26.04.2022, 13:01 (CEST)

Auch zwanzig Jahre nach der Umstellung auf den Euro weinen Menschen noch dem österreichischen Schilling nach. Alles wurde rapide teurer, seit der Euro eingeführt wurde, wird da oft behauptet. Ein Sharepic auf Facebook soll veranschaulichen, was man mit wenigen Schilling-Scheinen alles bezahlen konnte: Von Lebensmitteln über Treibstoff bis hin zu Mieten und Feiern (archiviert).

Bewertung

Die Wahrnehmung, dass im Lauf der Zeit alles teurer wurde, stimmt nur bedingt. Während einige Produktgruppen des täglichen Bedarfs sich in Relation zum Einkommen verteuerten, sanken die Preise für andere Produkte wiederum. Die Behauptung aus dem Sharepic ist damit teils klar widerlegbar, teilweise wäre sie nur mit einem extrem sparsamen Lebensstil und einer überaus günstigen Wohnsituation umsetzbar.

Fakten

Im Sharepic zu sehen sind fünf Behauptungen.

Behauptung eins: Um 50 Schilling volltanken

Zu sehen ist eine 50-Schilling-Banknote, die den Psychoanalytiker Sigmund Freud zeigt und am 19. Oktober 1987 erstmals ausgegeben wurde. Laut einem Dokument des Autofahrerklubs ÖAMTC betrug der Jahresdurchschnittspreis für Benzin 1987 um die 9 Schilling, für Diesel 8 Schilling.

Im seit Ausgabe des Geldscheins günstigsten Jahr, 1988, kam ein Liter Benzin auf 8,50 Schilling, Diesel auf 7,70 Schilling. Selbst im günstigsten Fall hätte man um 50 Schilling um die 6,5 Liter Treibstoff bekommen – das hätte gerade einmal gereicht, um den Tank eines Mopeds zu füllen.

Behauptung zwei: Um 500 Schilling im Monat wohnen

Die abgebildete Banknote ist die jüngste im Sharepic. Sie zeigt die Frauenrechtlerin Rosa Mayreder und wurde am 20. Oktober 1987 erstmals ausgegeben. Der durchschnittliche Wohnungsaufwand in Österreich betrug laut Zahlen des Österreichischen Statistischen Zentralamtes (Östat, heute Statistik Austria) von März 1998 exakt 58 Schilling pro Quadratmeter Nutzfläche. Der Wiener Richtwert-Mietzins betrug damals 53,90 Schilling.

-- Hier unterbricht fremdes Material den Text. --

use std::collections::VecDeque;

use q931_core::{Longtime, assert_warn};

use crate::q931::TimerKey;
use crate::timer::TimerSet;
use crate::transport::DlcId;

#[derive(Debug, Clone, Copy, PartialEq, Eq)]
pub enum DlcStatus {
    Disconnected,
    AwaitingConnection,
    AwaitingDisconnection,
    Connected,
}

/// Signalling data link connection.
/// `refcnt` counts the calls and CES that store this DLC; the entry is dropped when it reaches zero
/// while disconnected. `holdcnt` counts logical users; at zero the autorelease timer runs.
#[derive(Debug)]
pub struct Dlc {
    pub id: DlcId,
    pub status: DlcStatus,
    refcnt: u32,
    holdcnt: u32,
    /// Frames composed while the link was being established
    queue: VecDeque<Vec<u8>>,
    autorelease_time: Longtime,
}

impl Dlc {
    pub fn new(id: DlcId, autorelease_time: Longtime) -> Self {
        Dlc {
            id,
            status: DlcStatus::Disconnected,
            refcnt: 0,
            holdcnt: 0,
            queue: VecDeque::new(),
            autorelease_time,
        }
    }

    pub fn refcnt(&self) -> u32 {
        self.refcnt
    }

    pub fn holdcnt(&self) -> u32 {
        self.holdcnt
    }

    pub fn get(&mut self) {
        self.refcnt += 1;
    }

    /// Returns true when the last reference was dropped
    pub fn put(&mut self) -> bool {
        assert_warn!(self.refcnt > 0, "DLC {} put with refcnt 0", self.id);
        self.refcnt = self.refcnt.saturating_sub(1);
        self.refcnt == 0
    }

    /// Mark the link in use; cancels a pending autorelease
    pub fn hold(&mut self, timers: &mut TimerSet<TimerKey>) {
        self.holdcnt += 1;
        timers.stop(TimerKey::DlcAutorelease(self.id));
    }

    /// Drop one logical use. When the last one goes, the autorelease timer starts if configured.
    pub fn release(&mut self, timers: &mut TimerSet<TimerKey>, now: Longtime) {
        assert_warn!(self.holdcnt > 0, "DLC {} released with holdcnt 0", self.id);
        self.holdcnt = self.holdcnt.saturating_sub(1);
        if self.holdcnt == 0 && self.autorelease_time > 0 && !self.id.is_broadcast() {
            tracing::debug!(tei = self.id.tei, "DLC idle, autorelease in {} us", self.autorelease_time);
            timers.start_delta(TimerKey::DlcAutorelease(self.id), self.autorelease_time, now);
        }
    }

    pub fn queue_frame(&mut self, frame: Vec<u8>) {
        self.queue.push_back(frame);
    }

    /// Frames queued while awaiting connection, oldest first
    pub fn take_queue(&mut self) -> Vec<Vec<u8>> {
        self.queue.drain(..).collect()
    }

    pub fn queue_len(&self) -> usize {
        self.queue.len()
    }

    pub fn set_status(&mut self, status: DlcStatus) {
        if self.status != status {
            tracing::debug!(tei = self.id.tei, "DLC {:?} -> {:?}", self.status, status);
            self.status = status;
        }
    }
}

#[cfg(test)]
mod tests {
    use super::*;
    use q931_core::debug;

    #[test]
    fn test_autorelease_only_when_configured() {
        debug::setup_logging_verbose();
        let mut timers = TimerSet::new();
        let id = DlcId::new(0, 0);

        let mut dlc = Dlc::new(id, 0);
        dlc.hold(&mut timers);
        dlc.release(&mut timers, 0);
        assert!(timers.is_empty());

        let mut dlc = Dlc::new(id, 5000);
        dlc.hold(&mut timers);
        dlc.hold(&mut timers);
        dlc.release(&mut timers, 0);
        assert!(timers.is_empty());
        dlc.release(&mut timers, 0);
        assert_eq!(timers.expiry(TimerKey::DlcAutorelease(id)), Some(5000));

        // A new hold before expiry cancels the timer
        dlc.hold(&mut timers);
        assert!(!timers.is_pending(TimerKey::DlcAutorelease(id)));
        assert_eq!(dlc.holdcnt(), 1);
    }

    #[test]
    fn test_refcnt_is_independent_of_holdcnt() {
        debug::setup_logging_verbose();
        let mut timers = TimerSet::new();
        let mut dlc = Dlc::new(DlcId::new(0, 64), 1000);
        dlc.get();
        dlc.hold(&mut timers);
        dlc.release(&mut timers, 0);
        assert_eq!(dlc.refcnt(), 1);
        assert!(dlc.put());
    }

    #[test]
    fn test_queue_is_fifo() {
        let mut dlc = Dlc::new(DlcId::new(0, 0), 0);
        dlc.queue_frame(vec![1]);
        dlc.queue_frame(vec![2]);
        assert_eq!(dlc.take_queue(), vec![vec![1], vec![2]]);
        assert_eq!(dlc.queue_len(), 0);
    }
}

Selbst der geringste Wohnungsaufwand, bei vor 1944 errichteten Altbauten, lag bei 49,70 Schilling pro Quadratmeter. Um 500 Schilling hätte man 1997 also bestenfalls gerade einmal etwas mehr als 10 Quadratmeter mieten können.

Einzig der sogenannte «Friedenszins», der heute nur noch für einige wenige Tausend Altverträge gilt, ist noch niedriger. Seine Mieten lagen 2017 bei zwei bis drei Euro pro Quadratmeter. Laut Kronen Zeitung liegt er aktuell fallweise bei 90 Cent netto pro Quadratmeter – damit käme man heute mit 500 Schilling tatsächlich auf etwa 40 Quadratmeter Wohnfläche (1 Euro = 13,7603 Schilling).

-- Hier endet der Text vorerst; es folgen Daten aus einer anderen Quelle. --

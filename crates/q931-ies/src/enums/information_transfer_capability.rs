/// Q.931 4.5.5 Information transfer capability
/// Bits: 5
#[derive(Debug, Clone, Copy, PartialEq, Eq, Hash)]
#[repr(u8)]
pub enum InformationTransferCapability {
    Speech = 0,
    UnrestrictedDigital = 8,
    RestrictedDigital = 9,
    Audio3k1Hz = 16,
    UnrestrictedDigitalWithTones = 17,
    Video = 24,
}

impl std::convert::TryFrom<u64> for InformationTransferCapability {
    type Error = ();
    fn try_from(x: u64) -> Result<Self, Self::Error> {
        match x {
            0 => Ok(InformationTransferCapability::Speech),
            8 => Ok(InformationTransferCapability::UnrestrictedDigital),
            9 => Ok(InformationTransferCapability::RestrictedDigital),
            16 => Ok(InformationTransferCapability::Audio3k1Hz),
            17 => Ok(InformationTransferCapability::UnrestrictedDigitalWithTones),
            24 => Ok(InformationTransferCapability::Video),
            _ => Err(()),
        }
    }
}

impl InformationTransferCapability {
    /// Convert this enum back into the raw integer value
    pub fn into_raw(self) -> u64 {
        match self {
            InformationTransferCapability::Speech => 0,
            InformationTransferCapability::UnrestrictedDigital => 8,
            InformationTransferCapability::RestrictedDigital => 9,
            InformationTransferCapability::Audio3k1Hz => 16,
            InformationTransferCapability::UnrestrictedDigitalWithTones => 17,
            InformationTransferCapability::Video => 24,
        }
    }
}

impl From<InformationTransferCapability> for u64 {
    fn from(e: InformationTransferCapability) -> Self {
        e.into_raw()
    }
}

impl core::fmt::Display for InformationTransferCapability {
    fn fmt(&self, f: &mut core::fmt::Formatter<'_>) -> core::fmt::Result {
        match self {
            InformationTransferCapability::Speech => write!(f, "Speech"),
            InformationTransferCapability::UnrestrictedDigital => write!(f, "UnrestrictedDigital"),
            InformationTransferCapability::RestrictedDigital => write!(f, "RestrictedDigital"),
            InformationTransferCapability::Audio3k1Hz => write!(f, "Audio3k1Hz"),
            InformationTransferCapability::UnrestrictedDigitalWithTones => write!(f, "UnrestrictedDigitalWithTones"),
            InformationTransferCapability::Video => write!(f, "Video"),
        }
    }
}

Ähnlich verhält es sich mit Substandardwohnungen der Kategorie «D unbrauchbar», die derzeit – exklusive Betriebskosten und Umsatzsteuer – auf 95 Cent pro Quadratmeter kommen. Diese Wohnungen verfügen allerdings über keine Wasserentnahmestelle oder kein WC im Inneren.

Behauptung drei: Monatseinkauf um 100 Schilling

Die dritte Banknote ist ein 100-Schilling-Schein aus der Serie 1983, erstmals ausgegeben am 14. Oktober 1985. Sie zeigt den Ökonomen Eugen Böhm von Bawerk. Mit dem Verbraucherpreisindex von 1986 als Basis von 100 Prozent kostet heute alles 2,17-mal so viel wie zur Zeit der Erstausgabe der Banknote. Ein Einkauf von 100 Schilling wäre heute also einem Einkauf von 217,10 Schilling gleichzusetzen, das sind 15,77 Euro - also nur etwas mehr als 50 Cent pro Tag.

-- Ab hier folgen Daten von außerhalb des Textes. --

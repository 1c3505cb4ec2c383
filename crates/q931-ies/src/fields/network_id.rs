use core::fmt;

use q931_core::{BitBuffer, IeParseErr, expect_ext};

use crate::fields::ia5;

/// Network identification, as carried by Transit network selection and Network-specific facilities
#[derive(Debug, Clone, PartialEq, Eq)]
pub struct NetworkIdentification {
    /// 3 bits. 0 user specified, 2 national network, 3 international network
    pub type_of_network_id: u8,
    /// 4 bits. 0 unknown, 1 carrier identification code, 3 data network identification code
    pub network_id_plan: u8,
    pub network_id: String,
}

impl NetworkIdentification {
    pub fn national_carrier(id: &str) -> Self {
        NetworkIdentification {
            type_of_network_id: 2,
            network_id_plan: 1,
            network_id: id.to_string(),
        }
    }

    /// Parse the type/plan octet followed by the IA5 identification, consuming the whole buffer
    pub fn from_bitbuf(buffer: &mut BitBuffer) -> Result<Self, IeParseErr> {
        let ext = buffer.read_field(1, "ext")?;
        expect_ext!(ext, 1, "network identification type")?;
        let type_of_network_id = buffer.read_field(3, "type_of_network_id")? as u8;
        let network_id_plan = buffer.read_field(4, "network_id_plan")? as u8;
        let network_id = ia5::read_ia5(buffer, "network_id")?;

        Ok(NetworkIdentification {
            type_of_network_id,
            network_id_plan,
            network_id,
        })
    }

    pub fn to_bitbuf(&self, buffer: &mut BitBuffer) -> Result<(), IeParseErr> {
        if self.type_of_network_id > 7 {
            return Err(IeParseErr::InvalidValue { field: "type_of_network_id", value: self.type_of_network_id as u64 });
        }
        if self.network_id_plan > 15 {
            return Err(IeParseErr::InvalidValue { field: "network_id_plan", value: self.network_id_plan as u64 });
        }
        buffer.write_bits(1, 1);
        buffer.write_bits(self.type_of_network_id as u64, 3);
        buffer.write_bits(self.network_id_plan as u64, 4);
        ia5::write_ia5(buffer, &self.network_id, "network_id")
    }

    /// Encoded length in octets
    pub fn len_octets(&self) -> usize {
        1 + self.network_id.len()
    }
}

impl fmt::Display for NetworkIdentification {
    fn fmt(&self, f: &mut fmt::Formatter) -> fmt::Result {
        write!(f, "type {} plan {} id {:?}", self.type_of_network_id, self.network_id_plan, self.network_id)
    }
}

Einem Dokument der WKO zufolge lag der durchschnittliche Netto-Monatslohn von Arbeitnehmern 1985 bei 1 030 Euro, bis 2020 stieg er auf 2 780 Euro. Nimmt man auch hier den Wert 2,171 als Multiplikator, käme man auf 2 236 Euro. Die durchschnittlichen Löhne stiegen demnach also stärker an als die Verbrauchskosten.

Auch ein von der Stadt Innsbruck veröffentlichter historischer Preisvergleich von Waren des täglichen Bedarfs zeigt, dass einzelne Produkte wie Brot oder Reis zwar deutlich teurer wurden, andere wie Milch, Butter, Mehl oder Fleisch gemessen an der Kaufkraft heute hingegen günstiger sind als damals.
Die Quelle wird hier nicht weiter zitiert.